Congress is considering changing the way it pays doctors for caring for Medicare patients - hoping it will change the way doctors "care" for them.

Studies have shown that doctors spend, on average, less than 11 minutes a visit with their patients. And elderly patients complain that doctors are not taking time to tell patients what they discover or even how to take prescribed medicine. "Take as directed" may not mean much to a patient who received no directions.According to a recent Harvard study, doctors receive significantly more for tests and operations than justified by the effort, time, stress, and overhead they expend on them. At the same time, the study showed that doctors were relatively under-paid for taking a medical history, examining, and counseling patients.

The proposed legislation would change the fee schedule paid by Medicare, increasing the payment for an office visit by 26 percent - from about $23 to $29 dollars.

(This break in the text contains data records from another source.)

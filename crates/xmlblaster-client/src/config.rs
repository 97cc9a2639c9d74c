// SPDX-License-Identifier: Apache-2.0 OR MIT
// Copyright (c) 2025-2026 naskel.com

//! Client properties.
//!
//! A flat `key -> value` store using xmlBlaster's slash separated keys
//! (`dispatch/connection/retries`). Sources are layered, later ones win:
//!
//! 1. defaults set in code
//! 2. a YAML file (feature `config-yaml`)
//! 3. environment variables prefixed with `XMLBLASTER_`
//! 4. command line arguments of the form `-key value`
//!
//! # Example YAML
//!
//! ```yaml
//! dispatch:
//!   connection:
//!     protocol: LOCAL
//!     retries: 3
//!     delay: 1000
//!     pingInterval: 2000
//! ```
//!
//! # Environment
//!
//! `XMLBLASTER_DISPATCH_CONNECTION_RETRIES=3` maps to
//! `dispatch/connection/retries`. Segments are lower-cased, except the known
//! connection keys which get their camel case back (`PINGINTERVAL` becomes
//! `pingInterval`).

use crate::{Error, Result};
use std::collections::BTreeMap;

/// Prefix of environment variables picked up by [`ClientProperties::load_env`].
pub const ENV_PREFIX: &str = "XMLBLASTER_";

/// Short keys understood as fallbacks for `dispatch/connection/*`.
const SHORT_KEYS: [&str; 5] = ["protocol", "version", "retries", "delay", "pingInterval"];

/// Layered string properties.
#[derive(Clone, Debug, Default, PartialEq, Eq)]
pub struct ClientProperties {
    values: BTreeMap<String, String>,
}

impl ClientProperties {
    pub fn new() -> Self {
        Self::default()
    }

    /// Load from environment then from `args`.
    pub fn load<I, S>(args: I) -> Self
    where
        I: IntoIterator<Item = S>,
        S: AsRef<str>,
    {
        let mut props = Self::new();
        props.load_env();
        props.load_args(args);
        props
    }

    /// Properties from command line arguments only.
    pub fn from_args<I, S>(args: I) -> Self
    where
        I: IntoIterator<Item = S>,
        S: AsRef<str>,
    {
        let mut props = Self::new();
        props.load_args(args);
        props
    }

    // === Sources ===

    /// Merge `-key value` pairs. A flag without a value is stored as `true`.
    /// Arguments not starting with `-` are ignored.
    pub fn load_args<I, S>(&mut self, args: I)
    where
        I: IntoIterator<Item = S>,
        S: AsRef<str>,
    {
        let args: Vec<String> = args.into_iter().map(|a| a.as_ref().to_string()).collect();
        let mut i = 0;
        while i < args.len() {
            let Some(key) = args[i].strip_prefix('-').map(|k| k.trim_start_matches('-')) else {
                i += 1;
                continue;
            };
            if key.is_empty() {
                i += 1;
                continue;
            }
            match args.get(i + 1) {
                Some(value) if !is_flag(value) => {
                    self.set(key, value.clone());
                    i += 2;
                }
                _ => {
                    self.set(key, "true");
                    i += 1;
                }
            }
        }
    }

    /// Merge `XMLBLASTER_*` environment variables.
    pub fn load_env(&mut self) {
        self.load_env_from(std::env::vars());
    }

    /// Merge variables from an explicit iterator (testable form of [`Self::load_env`]).
    pub fn load_env_from<I>(&mut self, vars: I)
    where
        I: IntoIterator<Item = (String, String)>,
    {
        for (name, value) in vars {
            let Some(rest) = name.strip_prefix(ENV_PREFIX) else {
                continue;
            };
            if rest.is_empty() {
                continue;
            }
            let key = rest
                .split('_')
                .map(|segment| match SHORT_KEYS.iter().find(|k| k.eq_ignore_ascii_case(segment)) {
                    Some(short) => (*short).to_string(),
                    None => segment.to_ascii_lowercase(),
                })
                .collect::<Vec<_>>()
                .join("/");
            self.set(key, value);
        }
    }

    /// Merge a YAML document. Nested maps are joined with `/`.
    #[cfg(feature = "config-yaml")]
    pub fn load_yaml_str(&mut self, yaml: &str) -> Result<()> {
        let doc: serde_yaml::Value =
            serde_yaml::from_str(yaml).map_err(|e| Error::config(format!("YAML parse error: {}", e)))?;
        match doc {
            serde_yaml::Value::Null => Ok(()),
            serde_yaml::Value::Mapping(map) => {
                self.merge_yaml_mapping("", &map);
                Ok(())
            }
            _ => Err(Error::config("YAML properties must be a mapping")),
        }
    }

    /// Merge a YAML file.
    #[cfg(feature = "config-yaml")]
    pub fn load_yaml_file(&mut self, path: impl AsRef<std::path::Path>) -> Result<()> {
        let path = path.as_ref();
        let text = std::fs::read_to_string(path)
            .map_err(|e| Error::config(format!("cannot read {}: {}", path.display(), e)))?;
        self.load_yaml_str(&text)
    }

    #[cfg(feature = "config-yaml")]
    fn merge_yaml_mapping(&mut self, prefix: &str, map: &serde_yaml::Mapping) {
        use serde_yaml::Value;

        for (k, v) in map {
            let name = match k {
                Value::String(s) => s.clone(),
                Value::Number(n) => n.to_string(),
                Value::Bool(b) => b.to_string(),
                _ => continue,
            };
            let key = if prefix.is_empty() {
                name
            } else {
                format!("{}/{}", prefix, name)
            };
            match v {
                Value::Mapping(inner) => self.merge_yaml_mapping(&key, inner),
                Value::String(s) => self.set(key, s.clone()),
                Value::Number(n) => self.set(key, n.to_string()),
                Value::Bool(b) => self.set(key, b.to_string()),
                Value::Null => {}
                other => log::warn!("[properties] ignoring non-scalar value for '{}': {:?}", key, other),
            }
        }
    }

    // === Access ===

    pub fn set(&mut self, key: impl Into<String>, value: impl Into<String>) {
        self.values.insert(key.into(), value.into());
    }

    /// Builder form of [`Self::set`].
    pub fn with(mut self, key: impl Into<String>, value: impl Into<String>) -> Self {
        self.set(key, value);
        self
    }

    pub fn get(&self, key: &str) -> Option<&str> {
        self.values.get(key).map(String::as_str)
    }

    pub fn contains(&self, key: &str) -> bool {
        self.values.contains_key(key)
    }

    pub fn get_string(&self, key: &str, default: &str) -> String {
        self.get(key).unwrap_or(default).to_string()
    }

    /// Integer property. Present but unparsable values are an error.
    pub fn get_i64(&self, key: &str, default: i64) -> Result<i64> {
        match self.get(key) {
            None => Ok(default),
            Some(v) => v
                .trim()
                .parse()
                .map_err(|_| Error::config(format!("property '{}'='{}' is not an integer", key, v))),
        }
    }

    /// Boolean property (`true/false/yes/no/1/0`).
    pub fn get_bool(&self, key: &str, default: bool) -> Result<bool> {
        match self.get(key).map(|v| v.trim().to_ascii_lowercase()) {
            None => Ok(default),
            Some(v) => match v.as_str() {
                "true" | "yes" | "1" => Ok(true),
                "false" | "no" | "0" => Ok(false),
                _ => Err(Error::config(format!("property '{}'='{}' is not a boolean", key, v))),
            },
        }
    }

    pub fn len(&self) -> usize {
        self.values.len()
    }

    pub fn is_empty(&self) -> bool {
        self.values.is_empty()
    }

    pub fn iter(&self) -> impl Iterator<Item = (&str, &str)> {
        self.values.iter().map(|(k, v)| (k.as_str(), v.as_str()))
    }

    /// Help text for the connection properties.
    pub fn usage() -> String {
        let mut text = String::from("\nConnection properties (-key value, XMLBLASTER_* env or YAML):\n");
        for (key, help) in [
            ("dispatch/connection/protocol", "Transport type, e.g. LOCAL or SOCKET [LOCAL]"),
            ("dispatch/connection/version", "Transport version [1.0]"),
            ("dispatch/connection/retries", "Retries on communication failure, -1 forever [-1]"),
            ("dispatch/connection/delay", "Delay between retries in ms [5000]"),
            ("dispatch/connection/pingInterval", "Ping interval in ms, 0 disables pinging [10000]"),
        ] {
            text.push_str(&format!("   -{:<34}{}\n", key, help));
        }
        text.push_str("   Short forms -protocol, -retries, -delay and -pingInterval are accepted too.\n");
        text
    }
}

/// `-5` is a value, `-retries` is a flag.
fn is_flag(arg: &str) -> bool {
    arg.starts_with('-') && arg.len() > 1 && arg[1..].parse::<f64>().is_err()
}

#[cfg(test)]
mod tests {
    use super::*;

    #[test]
    fn test_args() {
        let props = ClientProperties::from_args(["prog", "-retries", "-1", "-verbose", "-delay", "100"]);
        assert_eq!(props.get("retries"), Some("-1"));
        assert_eq!(props.get("verbose"), Some("true"));
        assert_eq!(props.get_i64("delay", 0).unwrap(), 100);
        assert_eq!(props.len(), 3);
    }

    #[test]
    fn test_env_mapping() {
        let mut props = ClientProperties::new();
        props.load_env_from(vec![
            ("XMLBLASTER_DISPATCH_CONNECTION_RETRIES".to_string(), "3".to_string()),
            ("XMLBLASTER_PINGINTERVAL".to_string(), "2000".to_string()),
            ("XMLBLASTER_DISPATCH_CONNECTION_PINGINTERVAL".to_string(), "900".to_string()),
            ("HOME".to_string(), "/root".to_string()),
        ]);
        assert_eq!(props.get("dispatch/connection/retries"), Some("3"));
        assert_eq!(props.get("pingInterval"), Some("2000"));
        assert_eq!(props.get("dispatch/connection/pingInterval"), Some("900"));
        assert!(!props.contains("HOME"));
    }

    #[test]
    fn test_args_override_env() {
        let mut props = ClientProperties::new();
        props.load_env_from(vec![("XMLBLASTER_RETRIES".to_string(), "3".to_string())]);
        props.load_args(["-retries", "7"]);
        assert_eq!(props.get_i64("retries", 0).unwrap(), 7);
    }

    #[test]
    fn test_typed_getters() {
        let props = ClientProperties::new().with("a", "yes").with("b", "x");
        assert!(props.get_bool("a", false).unwrap());
        assert!(props.get_bool("b", false).is_err());
        assert!(props.get_bool("missing", true).unwrap());
        assert!(props.get_i64("b", 0).is_err());
        assert_eq!(props.get_string("missing", "dflt"), "dflt");
    }

    #[cfg(feature = "config-yaml")]
    #[test]
    fn test_yaml_nested() {
        let mut props = ClientProperties::new();
        props
            .load_yaml_str(
                "dispatch:\n  connection:\n    retries: 3\n    pingInterval: 2000\n    protocol: LOCAL\nverbose: true\n",
            )
            .unwrap();
        assert_eq!(props.get("dispatch/connection/retries"), Some("3"));
        assert_eq!(props.get("dispatch/connection/pingInterval"), Some("2000"));
        assert_eq!(props.get("verbose"), Some("true"));
    }

    #[cfg(feature = "config-yaml")]
    #[test]
    fn test_yaml_file() {
        use std::io::Write;

        let mut file = tempfile::NamedTempFile::new().unwrap();
        writeln!(file, "delay: 250").unwrap();
        let mut props = ClientProperties::new();
        props.load_yaml_file(file.path()).unwrap();
        assert_eq!(props.get_i64("delay", 0).unwrap(), 250);

        assert!(props.load_yaml_str("- a\n- b\n").is_err());
    }

    #[test]
    fn test_usage_mentions_keys() {
        let text = ClientProperties::usage();
        assert!(text.contains("dispatch/connection/pingInterval"));
    }
}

Surgical fees, in turn, would drop by up to 31 percent.

Critics of the current fee schedule say that it has encouraged some doctors to order unnecessary treatment, because that's where the best compensation is to be had.

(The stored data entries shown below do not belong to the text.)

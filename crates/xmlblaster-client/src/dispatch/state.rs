// SPDX-License-Identifier: Apache-2.0 OR MIT
// Copyright (c) 2025-2026 naskel.com

//! Connection lifecycle states.
//!
//! # State Machine
//!
//! ```text
//!      +----------+
//!      |  Start   |
//!      +----+-----+
//!           | connect() ok
//!           v
//!      +----------+  foreground retries exhausted
//!      |  Alive   |-------------------------------+
//!      +--+----^--+                               |
//!  ping   |    | reconnect ok (timer)             |
//!  fails  v    |                                  v
//!      +--+----+--+  reconnect retries      +----------+
//!      | Polling  |------------------------>|   Dead   |
//!      +----------+  exhausted (timer)      +----------+
//!
//!      Alive --disconnect()--> Dead
//!      Alive/Polling --shutdown()--> Dead
//! ```
//!
//! `Dead` is terminal. `Start` is left only by a successful `connect()`;
//! shutting down a handler that never connected keeps it in `Start`.

/// Connection lifecycle state.
#[derive(Clone, Copy, Debug, Default, PartialEq, Eq, Hash)]
pub enum ConnectionState {
    /// Never connected
    #[default]
    Start,

    /// Connected and answering pings (a.k.a. CONNECTED)
    Alive,

    /// Connection lost, background reconnect in progress
    Polling,

    /// Retries exhausted or explicitly disconnected (terminal state)
    Dead,
}

impl ConnectionState {
    /// Check if the state accepts foreground remote calls.
    pub fn is_operational(&self) -> bool {
        matches!(self, ConnectionState::Alive)
    }

    /// Check if the state is terminal.
    pub fn is_terminal(&self) -> bool {
        matches!(self, ConnectionState::Dead)
    }

    /// Check whether `next` is a legal successor of `self`.
    ///
    /// Staying in the same state is not a transition and is rejected.
    pub fn can_transition_to(&self, next: ConnectionState) -> bool {
        use ConnectionState::*;
        matches!(
            (self, next),
            (Start, Alive)
                | (Alive, Polling)
                | (Alive, Dead)
                | (Polling, Alive)
                | (Polling, Dead)
        )
    }

    /// Status string as reported by `status_string()`.
    pub fn as_str(&self) -> &'static str {
        match self {
            ConnectionState::Start => "START",
            ConnectionState::Alive => "ALIVE",
            ConnectionState::Polling => "POLLING",
            ConnectionState::Dead => "DEAD",
        }
    }
}

impl std::fmt::Display for ConnectionState {
    fn fmt(&self, f: &mut std::fmt::Formatter<'_>) -> std::fmt::Result {
        write!(f, "{}", self.as_str())
    }
}
// SPDX-License-Identifier: Apache-2.0 OR MIT
// Copyright (c) 2025-2026 naskel.com

//! Transport plumbing.
//!
//! # Architecture
//!
//! ```text
//! +--------------------+       +----------------------+
//! | ConnectionsHandler | ----> | dyn RemoteConnection | ----> server
//! +--------------------+       +----------------------+
//!           ^
//!           | created by
//! +--------------------+       +----------------------+
//! | TransportRegistry  | ----> | dyn CallbackServer   | <---- server updates
//! +--------------------+       +----------------------+
//!                                         |
//!                                         v
//!                             dyn UpdateHandler (application)
//! ```
//!
//! A transport is selected by its `(type, version)` pair, e.g.
//! `("SOCKET", "1.0")`. The wire encoding is the transport's business.

pub mod callback;
#[cfg(feature = "local")]
pub mod local;
pub mod registry;

pub use callback::{CallbackServer, UpdateHandler};
#[cfg(feature = "local")]
pub use local::{LocalBroker, LocalCallbackServer, LocalConnection};
pub use registry::{CallbackServerFactory, ConnectionFactory, TransportRegistry};

use crate::qos::{ConnectQos, ConnectReturnQos, MessageUnit, SubscribeReturnQos};
use crate::Result;

// ============================================================================
// Method names
// ============================================================================

/// Remote methods, used for error reporting and call accounting.
#[derive(Clone, Copy, Debug, PartialEq, Eq, Hash, PartialOrd, Ord)]
pub enum MethodName {
    Connect,
    Disconnect,
    Ping,
    Subscribe,
    UnSubscribe,
    Get,
    Publish,
    PublishOneway,
    PublishArr,
    Erase,
    Update,
}

impl MethodName {
    /// All methods, in declaration order.
    pub const ALL: [MethodName; 11] = [
        MethodName::Connect,
        MethodName::Disconnect,
        MethodName::Ping,
        MethodName::Subscribe,
        MethodName::UnSubscribe,
        MethodName::Get,
        MethodName::Publish,
        MethodName::PublishOneway,
        MethodName::PublishArr,
        MethodName::Erase,
        MethodName::Update,
    ];

    pub fn as_str(&self) -> &'static str {
        match self {
            MethodName::Connect => "connect",
            MethodName::Disconnect => "disconnect",
            MethodName::Ping => "ping",
            MethodName::Subscribe => "subscribe",
            MethodName::UnSubscribe => "unSubscribe",
            MethodName::Get => "get",
            MethodName::Publish => "publish",
            MethodName::PublishOneway => "publishOneway",
            MethodName::PublishArr => "publishArr",
            MethodName::Erase => "erase",
            MethodName::Update => "update",
        }
    }
}

impl std::fmt::Display for MethodName {
    fn fmt(&self, f: &mut std::fmt::Formatter<'_>) -> std::fmt::Result {
        f.write_str(self.as_str())
    }
}

// ============================================================================
// Remote connection
// ============================================================================

/// One client-to-server transport.
///
/// Every call blocks until the server answers or the transport gives up.
/// Transport failures must be reported as [`crate::ErrorKind::Communication`]
/// errors (they are retried), broker rejections as [`crate::Error::Remote`]
/// (they are not).
pub trait RemoteConnection: Send {
    /// Transport type this connection implements, e.g. `SOCKET`.
    fn protocol(&self) -> &str;

    /// Log in. Also used to re-establish a lost session.
    fn connect(&mut self, qos: &ConnectQos) -> Result<ConnectReturnQos>;

    /// Log out.
    fn disconnect(&mut self, qos: &str) -> Result<bool>;

    /// Liveness check.
    fn ping(&mut self, qos: &str) -> Result<String>;

    fn subscribe(&mut self, key: &str, qos: &str) -> Result<SubscribeReturnQos>;

    fn unsubscribe(&mut self, key: &str, qos: &str) -> Result<Vec<String>>;

    fn get(&mut self, key: &str, qos: &str) -> Result<Vec<MessageUnit>>;

    fn publish(&mut self, msg: &MessageUnit) -> Result<String>;

    /// Publish without acknowledgement.
    fn publish_oneway(&mut self, msgs: &[MessageUnit]) -> Result<()>;

    fn publish_arr(&mut self, msgs: &[MessageUnit]) -> Result<Vec<String>>;

    fn erase(&mut self, key: &str, qos: &str) -> Result<Vec<String>>;

    /// Release transport resources. Only `connect()` may follow, which
    /// reopens them.
    fn shutdown(&mut self) {}
}

#[cfg(test)]
mod tests {
    use super::*;

    #[test]
    fn test_module_exports() {
        let _ = std::any::type_name::<TransportRegistry>();
        let _ = std::any::type_name::<dyn RemoteConnection>();
        let _ = std::any::type_name::<dyn CallbackServer>();
    }

    #[test]
    fn test_method_names() {
        assert_eq!(MethodName::UnSubscribe.to_string(), "unSubscribe");
        assert_eq!(MethodName::PublishOneway.as_str(), "publishOneway");
        assert_eq!(MethodName::ALL.len(), 11);
    }
}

The new system was recommended in mid-March by the Physician Payment Review Commission, which estimated that nearly one-third of the services ordered for Medicare patients are unnecessary or just plain wrong.

Because doctors tend to make less money from a Medicare patient than what they can charge other patients for the same service, there is some concern that doctors might decide not to accept Medicare patients.

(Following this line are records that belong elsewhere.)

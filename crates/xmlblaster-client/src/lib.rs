// SPDX-License-Identifier: Apache-2.0 OR MIT
// Copyright (c) 2025-2026 naskel.com

//! # xmlblaster-client
//!
//! Fail-safe client connection for the xmlBlaster message broker.
//!
//! Applications issue logically synchronous requests (publish, subscribe,
//! get, erase). The client hides transient outages: failed calls are retried
//! with a fixed delay, a background ping notices a silent server, and a lost
//! connection is re-established automatically while the application is told
//! through a [`ConnectionProblemsListener`].
//!
//! ## Quick Start
//!
//! ```rust,no_run
//! use xmlblaster_client::{ClientProperties, ClientRuntime, ConnectQos, MessageUnit, Result, XmlBlasterAccess};
//!
//! fn main() -> Result<()> {
//!     let props = ClientProperties::load(std::env::args());
//!     let (runtime, _broker) = ClientRuntime::local(props)?;
//!
//!     let access = XmlBlasterAccess::new(runtime.clone(), "demo");
//!     access.connect(runtime.connect_qos("joe")?, None)?;
//!     access.publish(&MessageUnit::new("<key oid='hello'/>", "world", ""))?;
//!     access.disconnect("<qos/>")?;
//!     Ok(())
//! }
//! ```
//!
//! ## Architecture
//!
//! ```text
//! +---------------------------------------------------------------+
//! |                        XmlBlasterAccess                       |
//! |  requests -> ConnectionsHandler    updates <- CallbackServer  |
//! +---------------------------------------------------------------+
//! |                       ConnectionsHandler                      |
//! |  START -> ALIVE <-> POLLING -> DEAD | retry loop | ping timer |
//! +---------------------------------------------------------------+
//! |                         ClientRuntime                         |
//! |  Timeout (ping thread) | TransportRegistry | ClientProperties |
//! +---------------------------------------------------------------+
//! |                           Transports                          |
//! |  dyn RemoteConnection | dyn CallbackServer | LOCAL (built in) |
//! +---------------------------------------------------------------+
//! ```
//!
//! ## Retry policy
//!
//! Configured per connection by [`Address`]:
//!
//! | Property | Default | Meaning |
//! |----------|---------|---------|
//! | `retries` | `-1` | failed attempts tolerated per call, `-1` forever |
//! | `delay` | `5000` ms | wait between attempts; `0` disables fail-safe mode |
//! | `pingInterval` | `10000` ms | liveness check period; `0` disables pinging |
//!
//! ## Modules Overview
//!
//! - [`access`] - client facade (start here)
//! - [`dispatch`] - connection state machine and listener
//! - [`protocol`] - transport traits, registry and the `LOCAL` transport
//! - [`qos`] - request and reply values, [`Address`]
//! - [`timer`] - shared timer thread
//! - [`config`] - property loading

pub mod access;
pub mod config;
pub mod dispatch;
pub mod error;
pub mod logging;
pub mod protocol;
pub mod qos;
pub mod runtime;
pub mod timer;

pub use access::XmlBlasterAccess;
pub use config::ClientProperties;
pub use dispatch::{
    ClosureProblemsListener, ConnectionEvent, ConnectionProblemsListener, ConnectionState,
    ConnectionsHandler, HandlerStats,
};
pub use error::{Error, ErrorKind, Result};
pub use protocol::{
    callback::ClosureUpdateHandler, CallbackServer, MethodName, RemoteConnection, TransportRegistry,
    UpdateHandler,
};
#[cfg(feature = "local")]
pub use protocol::LocalBroker;
pub use qos::{
    Address, ConnectQos, ConnectReturnQos, MessageUnit, SessionQos, SubscribeReturnQos, UpdateQos,
    EMPTY_QOS, STATUS_OK,
};
pub use runtime::ClientRuntime;
pub use timer::{TimerKey, Timeout};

Officials who administer Utah's Medicare program say they haven't had time to look at the proposal or form an opinion yet. "But we do have some doctors who feel already they might be better off to drop Medicare patients," one administrator said. "I just hope Congress makes haste slowly."

The legislation could be valuable if it actually increases the amount of time and care a physician spends with elderly patients and cuts down unnecessary procedures and tests.

If, on the other hand, physicians don't allocate more time but just accept the additional money, the goal of the bill would not be accomplished. And unscrupulous physicians might order more tests and surgeries than before to make up the lost revenue.

Most physicians are truly concerned with healing - and perhaps a new fee schedule would be more equitable. But before Congress proceeds it should make sure the new plan won't backfire just because a relatively few members of the medical profession would misuse it. As it is now, much more spadework must be done before an intelligent decision can be made.